(Stored data)
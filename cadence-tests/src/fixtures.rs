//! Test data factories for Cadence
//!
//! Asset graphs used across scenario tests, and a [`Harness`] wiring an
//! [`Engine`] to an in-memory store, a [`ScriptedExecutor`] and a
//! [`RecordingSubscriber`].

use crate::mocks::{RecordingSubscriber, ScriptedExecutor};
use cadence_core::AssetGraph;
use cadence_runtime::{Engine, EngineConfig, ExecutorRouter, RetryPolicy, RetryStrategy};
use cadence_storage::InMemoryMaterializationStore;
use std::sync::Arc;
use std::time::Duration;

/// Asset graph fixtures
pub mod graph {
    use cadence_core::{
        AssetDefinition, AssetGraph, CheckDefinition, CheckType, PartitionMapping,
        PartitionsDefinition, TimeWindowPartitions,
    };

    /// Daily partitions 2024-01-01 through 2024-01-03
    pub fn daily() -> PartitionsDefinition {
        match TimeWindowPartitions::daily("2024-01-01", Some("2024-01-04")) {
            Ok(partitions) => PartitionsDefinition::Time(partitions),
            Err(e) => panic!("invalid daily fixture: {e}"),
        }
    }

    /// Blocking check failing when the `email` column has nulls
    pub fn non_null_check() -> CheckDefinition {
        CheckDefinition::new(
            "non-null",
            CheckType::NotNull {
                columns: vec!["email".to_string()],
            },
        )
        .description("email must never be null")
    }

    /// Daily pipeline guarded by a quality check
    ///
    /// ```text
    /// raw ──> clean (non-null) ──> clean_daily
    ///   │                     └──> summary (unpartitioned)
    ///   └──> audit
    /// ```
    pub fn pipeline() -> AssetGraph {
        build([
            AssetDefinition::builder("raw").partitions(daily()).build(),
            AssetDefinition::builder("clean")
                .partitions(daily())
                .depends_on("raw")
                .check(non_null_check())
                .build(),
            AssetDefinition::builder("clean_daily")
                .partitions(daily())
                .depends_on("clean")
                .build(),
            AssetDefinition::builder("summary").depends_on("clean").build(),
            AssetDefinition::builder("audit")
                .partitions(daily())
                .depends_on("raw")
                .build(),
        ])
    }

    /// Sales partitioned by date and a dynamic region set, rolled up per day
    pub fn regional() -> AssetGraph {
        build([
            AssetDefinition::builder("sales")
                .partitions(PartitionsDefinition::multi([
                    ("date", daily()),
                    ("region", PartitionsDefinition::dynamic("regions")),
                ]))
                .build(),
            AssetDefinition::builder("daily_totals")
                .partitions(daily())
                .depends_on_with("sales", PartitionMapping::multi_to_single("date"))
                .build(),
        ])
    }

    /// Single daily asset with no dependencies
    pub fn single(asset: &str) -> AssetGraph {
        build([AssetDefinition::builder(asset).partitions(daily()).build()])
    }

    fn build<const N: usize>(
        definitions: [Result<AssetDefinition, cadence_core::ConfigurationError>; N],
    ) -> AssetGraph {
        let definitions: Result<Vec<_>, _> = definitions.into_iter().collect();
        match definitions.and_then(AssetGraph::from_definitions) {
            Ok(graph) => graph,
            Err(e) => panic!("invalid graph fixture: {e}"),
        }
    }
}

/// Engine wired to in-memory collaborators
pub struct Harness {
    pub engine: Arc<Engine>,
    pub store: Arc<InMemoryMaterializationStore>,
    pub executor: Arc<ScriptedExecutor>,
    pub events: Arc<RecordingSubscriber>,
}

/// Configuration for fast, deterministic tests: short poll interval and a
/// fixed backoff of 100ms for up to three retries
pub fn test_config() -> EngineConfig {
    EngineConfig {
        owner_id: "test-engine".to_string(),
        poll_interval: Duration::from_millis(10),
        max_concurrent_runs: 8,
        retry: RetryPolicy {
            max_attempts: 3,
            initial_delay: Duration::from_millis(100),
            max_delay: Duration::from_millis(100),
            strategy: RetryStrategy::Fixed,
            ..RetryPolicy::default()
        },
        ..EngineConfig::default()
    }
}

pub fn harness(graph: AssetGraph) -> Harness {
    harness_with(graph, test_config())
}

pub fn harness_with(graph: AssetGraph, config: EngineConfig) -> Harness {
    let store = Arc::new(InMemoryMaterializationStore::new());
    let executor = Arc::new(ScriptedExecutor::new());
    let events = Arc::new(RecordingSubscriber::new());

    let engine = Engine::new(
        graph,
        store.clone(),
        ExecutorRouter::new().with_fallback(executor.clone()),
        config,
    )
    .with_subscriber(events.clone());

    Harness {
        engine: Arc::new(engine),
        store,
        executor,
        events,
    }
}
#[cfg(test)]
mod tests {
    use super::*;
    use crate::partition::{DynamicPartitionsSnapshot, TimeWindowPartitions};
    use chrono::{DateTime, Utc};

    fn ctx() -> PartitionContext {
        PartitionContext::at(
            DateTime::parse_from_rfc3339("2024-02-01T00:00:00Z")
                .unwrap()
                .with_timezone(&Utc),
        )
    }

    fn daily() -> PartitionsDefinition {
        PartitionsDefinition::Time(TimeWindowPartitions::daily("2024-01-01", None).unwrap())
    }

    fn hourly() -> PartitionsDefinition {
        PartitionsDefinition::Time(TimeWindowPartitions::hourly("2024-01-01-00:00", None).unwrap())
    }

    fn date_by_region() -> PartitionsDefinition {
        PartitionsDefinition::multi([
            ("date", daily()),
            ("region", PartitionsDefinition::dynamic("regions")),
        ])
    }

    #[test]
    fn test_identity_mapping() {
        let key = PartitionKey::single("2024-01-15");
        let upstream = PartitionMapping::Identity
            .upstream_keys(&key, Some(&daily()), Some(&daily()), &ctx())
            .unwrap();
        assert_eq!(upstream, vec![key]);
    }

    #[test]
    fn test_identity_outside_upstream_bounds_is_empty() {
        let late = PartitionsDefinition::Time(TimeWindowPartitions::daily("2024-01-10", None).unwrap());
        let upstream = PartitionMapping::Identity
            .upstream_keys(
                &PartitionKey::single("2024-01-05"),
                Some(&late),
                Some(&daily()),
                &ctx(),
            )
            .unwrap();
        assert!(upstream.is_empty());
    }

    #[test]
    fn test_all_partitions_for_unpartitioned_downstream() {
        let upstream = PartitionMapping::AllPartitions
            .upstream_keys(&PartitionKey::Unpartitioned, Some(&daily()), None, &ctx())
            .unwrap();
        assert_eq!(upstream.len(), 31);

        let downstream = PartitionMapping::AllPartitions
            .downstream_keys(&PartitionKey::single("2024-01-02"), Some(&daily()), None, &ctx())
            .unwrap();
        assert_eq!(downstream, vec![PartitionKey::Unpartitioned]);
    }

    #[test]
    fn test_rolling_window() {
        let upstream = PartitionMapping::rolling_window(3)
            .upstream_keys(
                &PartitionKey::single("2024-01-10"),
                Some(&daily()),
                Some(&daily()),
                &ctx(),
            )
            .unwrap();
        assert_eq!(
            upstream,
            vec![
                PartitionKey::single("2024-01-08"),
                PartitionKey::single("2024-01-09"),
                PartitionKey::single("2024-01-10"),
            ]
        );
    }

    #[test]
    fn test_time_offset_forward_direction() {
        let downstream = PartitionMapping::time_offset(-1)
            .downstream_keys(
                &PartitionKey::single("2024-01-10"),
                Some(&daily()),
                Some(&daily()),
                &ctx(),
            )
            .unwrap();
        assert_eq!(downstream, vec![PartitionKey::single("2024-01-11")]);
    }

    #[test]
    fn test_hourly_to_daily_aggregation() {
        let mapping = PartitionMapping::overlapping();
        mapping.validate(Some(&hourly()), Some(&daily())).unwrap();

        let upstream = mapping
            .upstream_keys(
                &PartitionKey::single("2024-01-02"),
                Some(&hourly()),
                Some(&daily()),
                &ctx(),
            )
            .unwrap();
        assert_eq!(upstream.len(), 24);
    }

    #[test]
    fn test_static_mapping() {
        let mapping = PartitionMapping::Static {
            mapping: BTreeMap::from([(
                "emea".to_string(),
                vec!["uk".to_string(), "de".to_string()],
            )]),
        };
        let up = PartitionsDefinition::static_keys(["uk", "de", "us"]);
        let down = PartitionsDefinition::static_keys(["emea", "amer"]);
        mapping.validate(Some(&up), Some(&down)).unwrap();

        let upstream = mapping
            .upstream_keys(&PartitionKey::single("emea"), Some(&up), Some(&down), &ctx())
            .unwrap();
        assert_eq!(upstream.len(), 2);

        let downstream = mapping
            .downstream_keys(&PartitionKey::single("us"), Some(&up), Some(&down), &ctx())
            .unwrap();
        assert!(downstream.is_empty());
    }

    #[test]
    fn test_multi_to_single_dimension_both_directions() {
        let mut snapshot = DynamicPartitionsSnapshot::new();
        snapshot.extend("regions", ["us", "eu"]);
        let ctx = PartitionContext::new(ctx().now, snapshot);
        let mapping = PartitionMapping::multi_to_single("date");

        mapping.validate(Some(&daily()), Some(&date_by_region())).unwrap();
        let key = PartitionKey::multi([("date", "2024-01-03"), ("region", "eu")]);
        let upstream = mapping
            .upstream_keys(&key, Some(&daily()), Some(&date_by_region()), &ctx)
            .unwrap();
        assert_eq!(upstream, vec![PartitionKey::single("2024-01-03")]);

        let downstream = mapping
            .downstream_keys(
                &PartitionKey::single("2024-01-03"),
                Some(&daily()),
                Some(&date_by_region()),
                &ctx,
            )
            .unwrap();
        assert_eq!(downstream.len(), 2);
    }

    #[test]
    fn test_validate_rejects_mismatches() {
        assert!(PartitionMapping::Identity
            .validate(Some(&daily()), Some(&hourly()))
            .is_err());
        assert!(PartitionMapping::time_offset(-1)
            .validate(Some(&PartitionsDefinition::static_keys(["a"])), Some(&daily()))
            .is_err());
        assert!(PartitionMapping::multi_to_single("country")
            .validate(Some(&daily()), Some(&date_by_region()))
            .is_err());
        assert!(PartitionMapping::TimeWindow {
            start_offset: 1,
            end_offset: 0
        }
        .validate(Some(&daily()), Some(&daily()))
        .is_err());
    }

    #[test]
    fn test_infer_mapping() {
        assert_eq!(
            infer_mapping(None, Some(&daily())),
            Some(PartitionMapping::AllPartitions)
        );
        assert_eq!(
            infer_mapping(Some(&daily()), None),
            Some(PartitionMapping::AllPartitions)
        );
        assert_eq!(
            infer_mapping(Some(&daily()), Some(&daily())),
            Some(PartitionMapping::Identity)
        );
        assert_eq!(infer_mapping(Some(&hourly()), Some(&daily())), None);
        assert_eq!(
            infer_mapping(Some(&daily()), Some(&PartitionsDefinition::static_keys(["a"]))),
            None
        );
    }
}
(End Stored data)
▸ **Your instructions**
Wherever the string "ExecutorRouter" is found in the entries, copy the line it sits in.

▸ **Problem solution**
use cadence_runtime::{Engine, EngineConfig, ExecutorRouter, RetryPolicy, RetryStrategy};
        ExecutorRouter::new().with_fallback(executor.clone()),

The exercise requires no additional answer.